*** Opening Listed records ***
//! Usage: Owns at most one live notification surface per window variant.

use super::host::{PendingSurface, ReadyHook, Surface, SurfaceHost, SurfaceRequest};
use super::variant::{fallback_position, top_right_position, WindowVariant};
use crate::relay::NOTIFICATION_LABEL_PREFIX;
use std::collections::HashMap;

pub(crate) struct NotificationWindowManager<H: SurfaceHost> {
    host: H,
    margin: u32,
    slots: HashMap<WindowVariant, H::Surface>,
    generation: u64,
}

impl<H: SurfaceHost> NotificationWindowManager<H> {
    pub(crate) fn new(host: H, margin: u32) -> Self {
        Self {
            host,
            margin,
            slots: HashMap::new(),
            generation: 0,
        }
    }

    /// Replaces any live surface for `variant` with a fresh one.
    ///
    /// The new surface stays hidden until the host reports its content ready;
    /// creation failures are logged and leave the slot empty.
    pub(crate) fn show(&mut self, variant: WindowVariant) {
        if self.close(variant) {
            tracing::debug!(variant = %variant, "closed previous notification surface");
        }

        let template = variant.template();
        let position = match self.host.primary_work_area() {
            Some(work_area) => top_right_position(work_area, &template, self.margin),
            None => {
                tracing::warn!(variant = %variant, "primary display unavailable, using fallback position");
                fallback_position(self.margin)
            }
        };

        self.generation += 1;
        let label = format!(
            "{NOTIFICATION_LABEL_PREFIX}{}-{}",
            variant.key(),
            self.generation
        );

        let pending = match self.host.create(SurfaceRequest {
            label: label.clone(),
            template,
            position,
        }) {
            Ok(pending) => pending,
            Err(err) => {
                tracing::warn!(variant = %variant, label = %label, "notification surface create failed: {}", err);
                return;
            }
        };

        let hook: ReadyHook<H::Surface> = Box::new(move |surface: &H::Surface| {
            match surface.reveal() {
                Ok(()) => tracing::debug!(label = %surface.label(), "notification surface revealed"),
                Err(err) => {
                    tracing::warn!(label = %surface.label(), "notification surface reveal failed: {}", err)
                }
            }
        });

        match pending.on_ready(hook) {
            Ok(surface) => {
                tracing::info!(
                    variant = %variant,
                    label = %label,
                    x = position.x,
                    y = position.y,
                    "notification surface created"
                );
                self.slots.insert(variant, surface);
            }
            Err(err) => {
                tracing::warn!(variant = %variant, label = %label, "notification surface load failed: {}", err);
            }
        }
    }

    /// Closes every live surface. Safe to call with nothing open.
    pub(crate) fn close_all(&mut self) -> usize {
        WindowVariant::ALL
            .into_iter()
            .filter(|variant| self.close(*variant))
            .count()
    }

    /// Drops the slot whose surface the host already destroyed.
    ///
    /// Labels of superseded surfaces no longer match any slot and are ignored.
    pub(crate) fn forget(&mut self, label: &str) -> Option<WindowVariant> {
        let variant = self
            .slots
            .iter()
            .find(|(_, surface)| surface.label() == label)
            .map(|(variant, _)| *variant)?;
        self.slots.remove(&variant);
        tracing::debug!(variant = %variant, label = %label, "notification surface destroyed");
        Some(variant)
    }

    pub(crate) fn live_count(&self) -> usize {
        self.slots.len()
    }

    #[cfg(test)]
    pub(crate) fn live_label(&self, variant: WindowVariant) -> Option<&str> {
        self.slots.get(&variant).map(|surface| surface.label())
    }

    fn close(&mut self, variant: WindowVariant) -> bool {
        let Some(surface) = self.slots.remove(&variant) else {
            return false;
        };
        if let Err(err) = surface.close() {
            tracing::warn!(variant = %variant, label = %surface.label(), "notification surface close failed: {}", err);
        }
        true
    }
}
*** Closing Listed records ***
▸ Task requirements
Go through the records from the first line and copy each one exactly, ending after the line that contains "use crate::relay::NOTIFICATION_LABEL_PREFIX;". Give nothing else.

▸ Solution for this task
//! Usage: Owns at most one live notification surface per window variant.

use super::host::{PendingSurface, ReadyHook, Surface, SurfaceHost, SurfaceRequest};
use super::variant::{fallback_position, top_right_position, WindowVariant};
use crate::relay::NOTIFICATION_LABEL_PREFIX;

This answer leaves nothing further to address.